Your task is to write out exactly the lines of the listing below, from the first down to the line that holds "an element that".

━━━ INFORMATION PROVIDED ━━━

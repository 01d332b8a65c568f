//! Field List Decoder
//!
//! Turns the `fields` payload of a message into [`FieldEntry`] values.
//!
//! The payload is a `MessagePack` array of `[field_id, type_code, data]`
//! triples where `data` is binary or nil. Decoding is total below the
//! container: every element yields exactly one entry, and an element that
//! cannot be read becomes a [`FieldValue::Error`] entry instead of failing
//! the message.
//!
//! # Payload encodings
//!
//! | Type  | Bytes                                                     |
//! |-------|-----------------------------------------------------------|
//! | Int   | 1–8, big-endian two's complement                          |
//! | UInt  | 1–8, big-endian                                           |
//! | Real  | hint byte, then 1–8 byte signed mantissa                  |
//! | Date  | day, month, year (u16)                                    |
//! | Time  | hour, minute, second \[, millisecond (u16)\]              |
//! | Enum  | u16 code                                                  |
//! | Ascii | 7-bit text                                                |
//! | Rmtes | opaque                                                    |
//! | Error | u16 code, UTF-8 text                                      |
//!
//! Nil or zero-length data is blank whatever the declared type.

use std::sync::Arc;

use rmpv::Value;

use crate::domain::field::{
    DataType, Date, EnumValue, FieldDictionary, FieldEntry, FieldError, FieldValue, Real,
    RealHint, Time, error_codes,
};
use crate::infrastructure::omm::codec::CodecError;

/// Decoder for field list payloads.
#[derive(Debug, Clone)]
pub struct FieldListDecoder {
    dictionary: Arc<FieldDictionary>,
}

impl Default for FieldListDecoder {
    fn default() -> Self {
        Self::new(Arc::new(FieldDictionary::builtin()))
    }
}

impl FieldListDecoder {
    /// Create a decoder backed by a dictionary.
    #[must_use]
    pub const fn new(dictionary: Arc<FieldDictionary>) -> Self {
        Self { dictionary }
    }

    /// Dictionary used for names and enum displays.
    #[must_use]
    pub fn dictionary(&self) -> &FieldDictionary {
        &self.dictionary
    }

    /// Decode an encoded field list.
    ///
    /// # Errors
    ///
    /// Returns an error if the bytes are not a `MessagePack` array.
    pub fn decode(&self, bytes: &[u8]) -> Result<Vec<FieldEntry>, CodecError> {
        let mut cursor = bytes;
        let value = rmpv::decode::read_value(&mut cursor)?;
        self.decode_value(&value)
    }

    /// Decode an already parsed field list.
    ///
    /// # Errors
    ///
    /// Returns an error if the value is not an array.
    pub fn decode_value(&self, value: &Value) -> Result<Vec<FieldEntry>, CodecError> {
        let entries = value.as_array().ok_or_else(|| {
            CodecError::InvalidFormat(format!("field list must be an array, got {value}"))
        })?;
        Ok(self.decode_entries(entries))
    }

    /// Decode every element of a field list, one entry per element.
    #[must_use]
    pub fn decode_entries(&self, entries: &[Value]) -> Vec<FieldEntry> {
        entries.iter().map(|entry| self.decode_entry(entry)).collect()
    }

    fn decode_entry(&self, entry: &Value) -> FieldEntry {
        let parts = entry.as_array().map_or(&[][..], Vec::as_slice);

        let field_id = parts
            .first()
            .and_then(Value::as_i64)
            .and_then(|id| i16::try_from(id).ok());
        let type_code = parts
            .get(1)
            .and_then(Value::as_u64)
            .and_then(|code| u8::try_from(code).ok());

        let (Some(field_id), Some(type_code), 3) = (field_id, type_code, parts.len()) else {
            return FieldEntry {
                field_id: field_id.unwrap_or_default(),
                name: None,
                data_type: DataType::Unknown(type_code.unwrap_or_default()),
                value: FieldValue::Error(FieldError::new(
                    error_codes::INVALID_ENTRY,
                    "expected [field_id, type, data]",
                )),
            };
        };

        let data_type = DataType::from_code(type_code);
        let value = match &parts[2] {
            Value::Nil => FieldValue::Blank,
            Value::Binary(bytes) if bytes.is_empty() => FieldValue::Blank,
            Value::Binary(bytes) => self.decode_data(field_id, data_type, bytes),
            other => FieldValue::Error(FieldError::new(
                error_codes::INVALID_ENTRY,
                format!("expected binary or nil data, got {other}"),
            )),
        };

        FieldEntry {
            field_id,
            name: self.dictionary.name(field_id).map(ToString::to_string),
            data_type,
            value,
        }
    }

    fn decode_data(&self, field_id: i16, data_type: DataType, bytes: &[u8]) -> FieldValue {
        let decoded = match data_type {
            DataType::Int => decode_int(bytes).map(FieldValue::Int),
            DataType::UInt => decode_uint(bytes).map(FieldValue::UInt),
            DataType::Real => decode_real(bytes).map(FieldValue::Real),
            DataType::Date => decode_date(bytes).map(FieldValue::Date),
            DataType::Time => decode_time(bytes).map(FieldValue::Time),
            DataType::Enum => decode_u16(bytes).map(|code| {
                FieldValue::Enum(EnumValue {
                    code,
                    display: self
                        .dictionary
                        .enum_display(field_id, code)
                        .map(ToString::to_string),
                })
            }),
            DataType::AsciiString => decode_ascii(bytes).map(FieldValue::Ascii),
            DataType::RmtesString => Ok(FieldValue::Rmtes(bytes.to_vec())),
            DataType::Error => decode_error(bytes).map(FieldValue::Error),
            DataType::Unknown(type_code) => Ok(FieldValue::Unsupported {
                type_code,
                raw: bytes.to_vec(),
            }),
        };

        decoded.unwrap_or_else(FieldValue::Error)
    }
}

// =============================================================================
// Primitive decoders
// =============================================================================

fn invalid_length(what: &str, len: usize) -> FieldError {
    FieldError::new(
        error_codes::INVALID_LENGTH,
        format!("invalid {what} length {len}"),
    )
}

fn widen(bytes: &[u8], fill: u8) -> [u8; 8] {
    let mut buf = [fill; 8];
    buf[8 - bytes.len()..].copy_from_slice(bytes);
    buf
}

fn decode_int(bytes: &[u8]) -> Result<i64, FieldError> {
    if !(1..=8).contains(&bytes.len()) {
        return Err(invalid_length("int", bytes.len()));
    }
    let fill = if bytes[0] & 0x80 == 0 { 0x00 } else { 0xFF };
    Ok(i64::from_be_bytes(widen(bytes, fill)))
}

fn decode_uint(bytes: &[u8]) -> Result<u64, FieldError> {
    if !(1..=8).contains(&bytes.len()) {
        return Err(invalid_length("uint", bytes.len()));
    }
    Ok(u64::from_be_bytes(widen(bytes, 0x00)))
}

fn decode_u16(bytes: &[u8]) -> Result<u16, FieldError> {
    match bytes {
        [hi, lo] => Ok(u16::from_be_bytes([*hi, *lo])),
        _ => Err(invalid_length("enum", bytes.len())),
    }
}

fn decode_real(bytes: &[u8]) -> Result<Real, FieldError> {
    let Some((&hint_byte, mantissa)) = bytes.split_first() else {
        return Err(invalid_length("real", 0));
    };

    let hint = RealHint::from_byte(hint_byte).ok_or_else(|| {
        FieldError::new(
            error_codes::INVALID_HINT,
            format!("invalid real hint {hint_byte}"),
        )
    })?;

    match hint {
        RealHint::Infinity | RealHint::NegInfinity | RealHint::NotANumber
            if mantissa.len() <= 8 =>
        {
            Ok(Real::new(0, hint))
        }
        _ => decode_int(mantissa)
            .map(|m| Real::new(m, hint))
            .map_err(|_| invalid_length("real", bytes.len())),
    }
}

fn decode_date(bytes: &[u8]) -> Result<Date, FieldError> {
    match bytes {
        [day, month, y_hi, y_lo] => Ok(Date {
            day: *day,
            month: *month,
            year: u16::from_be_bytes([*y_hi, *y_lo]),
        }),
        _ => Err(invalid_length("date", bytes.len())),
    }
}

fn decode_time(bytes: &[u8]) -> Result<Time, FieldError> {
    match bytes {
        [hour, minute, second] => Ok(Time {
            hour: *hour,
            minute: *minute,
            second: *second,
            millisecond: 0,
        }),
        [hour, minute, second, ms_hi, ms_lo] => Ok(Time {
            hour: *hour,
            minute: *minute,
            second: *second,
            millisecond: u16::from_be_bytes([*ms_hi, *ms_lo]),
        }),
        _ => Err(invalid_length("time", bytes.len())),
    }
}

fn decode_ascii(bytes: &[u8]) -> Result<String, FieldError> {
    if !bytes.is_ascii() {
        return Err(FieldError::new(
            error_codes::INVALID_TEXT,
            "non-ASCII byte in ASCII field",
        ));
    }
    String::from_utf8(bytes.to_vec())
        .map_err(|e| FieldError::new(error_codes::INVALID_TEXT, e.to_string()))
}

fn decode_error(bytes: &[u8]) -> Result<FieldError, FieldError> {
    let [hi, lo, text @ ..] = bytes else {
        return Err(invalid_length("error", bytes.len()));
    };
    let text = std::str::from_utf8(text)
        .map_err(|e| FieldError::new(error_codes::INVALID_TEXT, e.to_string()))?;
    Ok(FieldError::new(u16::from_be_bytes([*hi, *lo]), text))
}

━━━

» **YOUR SOLUTION**:
repository 01d332b8a65c568f
//! Field List Decoder
//!
//! Turns the `fields` payload of a message into [`FieldEntry`] values.
//!
//! The payload is a `MessagePack` array of `[field_id, type_code, data]`
//! triples where `data` is binary or nil. Decoding is total below the
//! container: every element yields exactly one entry, and an element that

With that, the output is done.